The Panel’s work resulted in a number of recommendations – including highlighting the importance of adequate shelter:
A lack of proper shelter and comfortable seating both on the platform and elsewhere in the station precinct exposes users to weather extremes.
Subsequently the government adopted a standard for shelter on platforms: 60% of the citybound platform; 30% of the outbound platform, an improvement over past practices.
But is it good enough?
Watching the Sydney “slow TV” video of the train journey from Bondi Junction to Wollongong, it’s very noticeable the amount of shelter on most citybound Sydney train platforms.
One thing you really notice: even minor Sydney stations have way more shelter along the citybound platform than Melbourne stations. pic.twitter.com/D8gIHMUVUo— Daniel Bowen (@danielbowen) January 30, 2022
In Melbourne we’ve only seen that amount of shelter retrofitted at a handful of locations, such as at Richmond. It hasn’t been done at North Melbourne, despite that becoming an important interchange.
In fact if you exclude underground stations, you could probably count the number of stations in Victoria with platform-length weather protection on one hand:
- Flinders Street (except the western ends of platforms 2 and 10)
- Southern Cross (except the northern ends of a couple of the very longest platforms)
So strictly speaking, just Richmond then? Have I missed any?

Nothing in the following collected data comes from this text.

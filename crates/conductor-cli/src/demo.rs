use async_trait::async_trait;
use conductor_a2a::TaskHandler;
use conductor_core::{AgentKind, ConductorResult, TaskInput};
use serde_json::{json, Value};

/// Demo specialist that answers in the result shape of its agent kind
/// without calling any tools.
pub struct EchoSpecialist {
    agent: AgentKind,
}

impl EchoSpecialist {
    pub fn new(agent: AgentKind) -> Self {
        Self { agent }
    }

    fn respond(&self, message: &str) -> Value {
        let words = message.split_whitespace().count();
        match self.agent {
            AgentKind::Research => json!({
                "findings": format!("No live search backend is attached. Request received: {message}"),
                "sources": [],
                "confidence": "low",
            }),
            AgentKind::Code => json!({
                "code": format!("# {message}\nprint({message:?})"),
                "explanation": "Placeholder program echoing the request.",
                "language": "python",
            }),
            AgentKind::Analytics => json!({
                "analysis": format!("Text statistics for the request: {message}"),
                "metrics": {"characters": message.chars().count(), "words": words},
                "insights": [format!("The request has {words} words.")],
            }),
        }
    }
}

#[async_trait]
impl TaskHandler for EchoSpecialist {
    async fn handle(&self, input: &TaskInput) -> ConductorResult<Value> {
        Ok(self.respond(&input.message))
    }
}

Apart from the amount of shelter, the design can be a problem. Recent installations feature a roof that is well short of the tracks, meaning a big gap between the shelter and the train that lets the rain in. This seems to be related to modern safety and clearance standards, but has an obvious impact on effectiveness.
The big wraparound designs in many of the skyrail provide far more effective shelter, but only cover a fraction of the platform – with smaller less-effective structures providing the rest of the required 60%. It’s a shame they didn’t invest in more coverage.

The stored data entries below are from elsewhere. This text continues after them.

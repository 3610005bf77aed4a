use crate::config::AgentEndpoints;
use crate::types::{Outcome, OutcomeSet, Subtask, Wave};
use conductor_a2a::{DelegationHandle, DelegationTransport};
use conductor_core::{AgentKind, ConductorError, ConductorResult, TaskSnapshot, TaskStatus};
use futures_util::stream::{FuturesUnordered, StreamExt};
use serde::Serialize;
use std::collections::{BTreeMap, HashMap};
use std::sync::Arc;
use std::time::Duration;
use tracing::{error, info, warn};

/// A subtask that reached its specialist.
#[derive(Debug, Clone, Serialize)]
pub struct Dispatched {
    pub agent: AgentKind,
    pub handle: DelegationHandle,
}

/// State between dispatch and collection: outcomes already known
/// (submission failures) plus the handles still to be awaited.
#[derive(Debug, Default)]
pub struct Dispatch {
    pub outcomes: OutcomeSet,
    pub handles: Vec<Dispatched>,
}

/// Everything one scheduling pass produced.
#[derive(Debug)]
pub struct ScheduleReport {
    pub waves: Vec<Wave>,
    pub handles: Vec<Dispatched>,
    pub outcomes: OutcomeSet,
}

/// Orders subtasks into waves, dispatches them and collects their outcomes.
///
/// Dispatch and collection are separate phases: every wave is submitted
/// before any result is awaited, so a later wave only waits for the
/// earlier one to be *dispatched*, never for it to finish.
pub struct DependencyScheduler {
    transport: Arc<dyn DelegationTransport>,
    endpoints: AgentEndpoints,
    collection_deadline: Duration,
}

impl DependencyScheduler {
    pub fn new(
        transport: Arc<dyn DelegationTransport>,
        endpoints: AgentEndpoints,
        collection_deadline: Duration,
    ) -> Self {
        Self {
            transport,
            endpoints,
            collection_deadline,
        }
    }

    /// Group subtasks by dependency count, ascending.
    ///
    /// Only the number of declared dependencies matters, not which agents
    /// are named. Within a wave, subtasks keep decomposition order after a
    /// stable sort on priority.
    pub fn plan_waves(subtasks: &[Subtask]) -> Vec<Wave> {
        let mut levels: BTreeMap<usize, Vec<Subtask>> = BTreeMap::new();
        for subtask in subtasks {
            levels
                .entry(subtask.dependency_level())
                .or_default()
                .push(subtask.clone());
        }
        levels
            .into_iter()
            .map(|(level, mut subtasks)| {
                subtasks.sort_by_key(|s| s.priority);
                Wave { level, subtasks }
            })
            .collect()
    }

    /// Submit every wave in order. A wave starts only after each
    /// submission of the previous one has resolved; failed submissions
    /// become `error` outcomes and never stop their siblings.
    pub async fn dispatch(&self, waves: &[Wave], context_id: &str) -> Dispatch {
        let mut dispatch = Dispatch::default();

        for wave in waves {
            info!(level = wave.level, agents = ?wave.agents(), "Dispatching wave");
            let submissions = wave
                .subtasks
                .iter()
                .map(|subtask| self.submit(subtask, wave.level, context_id));
            let results = futures_util::future::join_all(submissions).await;

            for (subtask, result) in wave.subtasks.iter().zip(results) {
                match result {
                    Ok(handle) => dispatch.handles.push(Dispatched {
                        agent: subtask.agent,
                        handle,
                    }),
                    Err(e) => {
                        error!(agent = %subtask.agent, error = %e, "Subtask submission failed");
                        dispatch
                            .outcomes
                            .insert(subtask.agent, Outcome::error(e.to_string()));
                    }
                }
            }
        }
        dispatch
    }

    async fn submit(
        &self,
        subtask: &Subtask,
        level: usize,
        context_id: &str,
    ) -> ConductorResult<DelegationHandle> {
        let address = self.endpoints.address(subtask.agent);
        let mut metadata = HashMap::new();
        metadata.insert("agent".to_string(), serde_json::json!(subtask.agent));
        metadata.insert("priority".to_string(), serde_json::json!(subtask.priority));
        metadata.insert("wave".to_string(), serde_json::json!(level));
        info!(agent = %subtask.agent, task = %subtask.description, "Delegating subtask");
        self.transport
            .submit(address, &subtask.description, context_id, metadata)
            .await
    }

    /// Await every dispatched handle concurrently under one shared
    /// deadline. Outcomes that arrived in time are kept; handles still
    /// outstanding when the deadline fires become `timeout` outcomes.
    /// Remote work is not cancelled.
    pub async fn collect(&self, dispatch: Dispatch) -> OutcomeSet {
        let Dispatch {
            mut outcomes,
            handles,
        } = dispatch;

        let mut outstanding: HashMap<String, AgentKind> = handles
            .iter()
            .map(|d| (d.handle.task_id.clone(), d.agent))
            .collect();

        let mut pending: FuturesUnordered<_> = handles
            .iter()
            .map(|d| {
                let transport = self.transport.clone();
                let handle = d.handle.clone();
                let agent = d.agent;
                async move {
                    let read = transport
                        .await_result(&handle.agent_address, &handle.task_id, true)
                        .await;
                    (agent, handle.task_id, read)
                }
            })
            .collect();

        let deadline = tokio::time::sleep(self.collection_deadline);
        tokio::pin!(deadline);

        loop {
            tokio::select! {
                next = pending.next() => match next {
                    Some((agent, task_id, read)) => {
                        outstanding.remove(&task_id);
                        outcomes.insert(agent, outcome_from_read(agent, &task_id, read));
                    }
                    None => break,
                },
                _ = &mut deadline => {
                    let timeout = ConductorError::CollectionTimeout(self.collection_deadline);
                    for (task_id, agent) in outstanding.drain() {
                        warn!(agent = %agent, task_id = %task_id, error = %timeout, "Subtask still outstanding");
                        outcomes.insert(agent, Outcome::timeout(timeout.to_string()));
                    }
                    break;
                }
            }
        }

        self.transport.release(
            &handles
                .into_iter()
                .map(|d| d.handle)
                .collect::<Vec<_>>(),
        );
        outcomes
    }

    /// Plan, dispatch and collect.
    pub async fn execute(&self, subtasks: &[Subtask], context_id: &str) -> ScheduleReport {
        let waves = Self::plan_waves(subtasks);
        let dispatch = self.dispatch(&waves, context_id).await;
        let handles = dispatch.handles.clone();
        let outcomes = self.collect(dispatch).await;
        info!(
            waves = waves.len(),
            dispatched = handles.len(),
            completed = outcomes.successful().count(),
            "Collection finished"
        );
        ScheduleReport {
            waves,
            handles,
            outcomes,
        }
    }
}

fn outcome_from_read(
    agent: AgentKind,
    task_id: &str,
    read: ConductorResult<TaskSnapshot>,
) -> Outcome {
    let snapshot = match read {
        Ok(snapshot) => snapshot,
        Err(e) => {
            warn!(agent = %agent, task_id = %task_id, error = %e, "Could not read subtask result");
            return Outcome::error(e.to_string());
        }
    };

    let status = snapshot.status;
    let fallback = || format!("Task {status}");
    match status {
        TaskStatus::Completed => {
            let mut metadata: serde_json::Map<String, serde_json::Value> =
                snapshot.metadata.into_iter().collect();
            metadata.insert("task_id".to_string(), serde_json::json!(snapshot.task_id));
            if let Some(context_id) = &snapshot.context_id {
                metadata.insert("context_id".to_string(), serde_json::json!(context_id));
            }
            if let Some(completed_at) = snapshot.completed_at {
                metadata.insert("completed_at".to_string(), serde_json::json!(completed_at));
            }
            Outcome::Completed {
                result: snapshot.result.unwrap_or(serde_json::Value::Null),
                metadata: serde_json::Value::Object(metadata),
            }
        }
        TaskStatus::Failed | TaskStatus::Cancelled => {
            Outcome::error(snapshot.error.unwrap_or_else(fallback))
        }
        TaskStatus::Timeout | TaskStatus::Pending | TaskStatus::InProgress => {
            Outcome::timeout(snapshot.error.unwrap_or_else(fallback))
        }
    }
}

Lack of shelter may also be a barrier to widespread installation of platform screen doors in the future – which would help reduce the number of delays due to trespassers and accidents. (From what I’ve seen, PSDs are normally installed under cover – that said, Sydney has some stations with them in the open.)
Station concourses tend to have good coverage, but often there’s a lack of shelter for people getting to connecting buses – in part because placement of bus stops is sometimes quite poor.
On the platforms, plentiful shelter can help encourage passengers to spread along the platform in wet weather, reducing station dwell times and train crowding. Shade can make it more pleasant to use the trains in the heat of summer.
With many stations being rebuilt as per of level crossing removals, more extensive effective coverage would be a minor additional expense, with big benefits for passengers.
There’s been progress since the Station User Panel delivered its findings back in 2012, but it would be great to see further improvement.